Ella continuaba inmóvil ante la pared violeta. Estrellitas amarillas se esparcían como decoración aquí y allá. En la mitad inferior de la pared yacía un mueble de madera empotrado. Estaba lleno de libros, algunos adornos y muchos juegos. Ella cerró los ojos y tuvo la visión de unos dados que chocaban. La reminiscencia caprichosa la llevó a su décimo grado de bachillerato. Quince años. Una jornada llena de materias necesarias y otras tantas absurdas. Estaba en clase de estadística, realizaban experimentos aleatorios. El salón se dividía en grupos de trabajo. Había tríos de adolescentes sudorosos tirando dados y tomando notas para el taller por todo el patio del diminuto colegio. El profesor los vigilaba indiferente. Ahí tuvo lugar el segundo episodio: ella notó que el azar era ordenado. Lanzaba los dados frenéticamente y los resultados eran según lo esperado por la probabilidad. Ella se desesperaba. No entendía por qué no ocurría realmente el azar. ¿Por qué en seis tiradas de dados no puede aparecer siempre el número uno? ¿Por qué en veinte lanzadas de dados no puede ocurrir lo verdaderamente inesperado y obtener siempre el número cinco? El azar no existía, todo le era demasiado predecible. Se quedó con esa certeza que la preocupaba con frecuencia y que con dificultad podría expresar a los demás. Años después, cuando hacía su pregrado, estuvo bebiendo con unos ingenieros en una rockola bogotana de mala muerte, en la euforia de la embriaguez les contó la mortificación que le causaba su segunda epifanía. La escucharon risueños y uno de ellos remató: “Usted confunde probabilidad con posibilidad. Sí es posible obtener en seis o veinte lanzamientos de dados los números uno o cinco, es posible, pero poco probable”. Ella agradeció la aclaración, pero siguió convencida de que el universo se comporta de manera extraña y ordenada. Esto le disgustaba, ella prefería el caos.
Calculó los próximos movimientos: dirigir el brazo derecho hacia el vidrio de la ventana, deslizarlo hasta cerrarla antes de la visita puntual de los insectos vespertinos.

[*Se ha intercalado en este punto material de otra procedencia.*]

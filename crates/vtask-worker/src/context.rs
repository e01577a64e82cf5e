//! Collaborators shared by all job bodies.

use std::sync::Arc;

use tracing::{info, warn};
use vtask_llm::{GeminiAdapter, LlmAdapter, ModelDirectory};
use vtask_media::{FfmpegToolchain, MediaConfig, MediaToolchain};
use vtask_storage::{FileBridge, R2Client, RedisFileCatalog};

use crate::config::WorkerConfig;
use crate::directory::RedisModelDirectory;
use crate::error::{WorkerError, WorkerResult};
use crate::transcript::{TranscriptSource, YtDlpTranscriptSource};
use crate::translate::{LlmTranslator, SegmentTranslator, UnconfiguredTranslator};

/// Everything a job body may call out to.
#[derive(Clone)]
pub struct JobContext {
    pub toolchain: Arc<dyn MediaToolchain>,
    pub files: FileBridge,
    pub llm: Arc<dyn LlmAdapter>,
    pub models: Arc<dyn ModelDirectory>,
    pub transcripts: Arc<dyn TranscriptSource>,
    pub translator: Arc<dyn SegmentTranslator>,
}

impl JobContext {
    /// Wire the production implementations from environment variables.
    pub fn from_env(config: &WorkerConfig) -> WorkerResult<Self> {
        let mut media = MediaConfig::from_env();
        if std::env::var("MEDIA_WORK_DIR").is_err() {
            media.work_dir = config.work_dir.clone();
        }
        if media.tool_timeout.is_none() {
            warn!("MEDIA_TOOL_TIMEOUT_SECS not set; external tools run without a timeout");
        }

        let redis_url = std::env::var("REDIS_URL").unwrap_or_else(|_| "redis://localhost:6379".to_string());

        let files = FileBridge::new(
            Arc::new(R2Client::from_env()?),
            Arc::new(RedisFileCatalog::new(&redis_url)?),
        );
        let llm: Arc<dyn LlmAdapter> = Arc::new(GeminiAdapter::from_env()?);
        let models: Arc<dyn ModelDirectory> = Arc::new(
            RedisModelDirectory::new(&redis_url)
                .map_err(|e| WorkerError::config_error(format!("invalid REDIS_URL: {}", e)))?,
        );

        let translator: Arc<dyn SegmentTranslator> = match &config.translation_model_id {
            Some(model_id) => {
                info!("Subtitle translation uses model {}", model_id);
                Arc::new(LlmTranslator::new(Arc::clone(&llm), Arc::clone(&models), model_id.clone()))
            }
            None => {
                warn!("TRANSLATION_MODEL_ID not set; add-subtitles jobs that need translation will fail");
                Arc::new(UnconfiguredTranslator)
            }
        };

        Ok(Self {
            toolchain: Arc::new(FfmpegToolchain::new(media.clone())),
            files,
            llm,
            models,
            transcripts: Arc::new(YtDlpTranscriptSource::new(media)),
            translator,
        })
    }
}
//! Queue error types.

use thiserror::Error;

pub type QueueResult<T> = Result<T, QueueError>;

#[derive(Debug, Error)]
pub enum QueueError {
    #[error("Connection failed: {0}")]
    ConnectionFailed(String),

    #[error("Enqueue failed: {0}")]
    EnqueueFailed(String),

    #[error("Dequeue failed: {0}")]
    DequeueFailed(String),

    #[error("Delivery not found: {0}")]
    DeliveryNotFound(String),

    #[error("Task {task_id} finished with a result that is not {expected}")]
    UnexpectedResult { task_id: String, expected: &'static str },

    #[error("Redis error: {0}")]
    Redis(#[from] redis::RedisError),

    #[error("JSON error: {0}")]
    Json(#[from] serde_json::Error),
}

impl QueueError {
    pub fn connection_failed(msg: impl Into<String>) -> Self {
        Self::ConnectionFailed(msg.into())
    }

    pub fn enqueue_failed(msg: impl Into<String>) -> Self {
        Self::EnqueueFailed(msg.into())
    }

    pub fn dequeue_failed(msg: impl Into<String>) -> Self {
        Self::DequeueFailed(msg.into())
    }
}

Volvió a las estrellitas amarillas. Polvo de estrellas. Polvo de oro. Antes de terminar su bachillerato tuvo su tercera revelación. En clase de historia estudiaban Conquista y Colonia. De adolescente le interesaba ese recuento de choque cultural, de atropello desmedido. El profesor narraba con lujo de detalle el intercambio injusto de espejitos por oro entre indígenas y españoles. Ella no lo podía entender. ¿Realmente fue un intercambio desigual? Obviamente no. Si alguna conclusión debió sacar el docente de ese relato histórico era la demostración indiscutible del nulo valor del oro, que simbólicamente era igual a unos espejitos. No quiso alzar la mano para plantear la pregunta en clase. Sólo se juró no malgastar su vida, su tiempo, en busca de dinero, oro u espejos. Todo daba igual.
Miró de nuevo por la ventana. El sol inclemente había empezado su descenso. Calculó los próximos movimientos: dirigir el brazo derecho hacia el vidrio de la ventana, deslizarlo hasta cerrarla antes de la visita puntual de los insectos vespertinos. Apartar suavemente de su pezón maltratado la bebé que se había estado alimentando hasta quedar dormida. Guardar su seno. Incorporarse lentamente para no despertarla. Acostarla en su cuna y salir despacio de la habitación violeta repleta de recuerdos.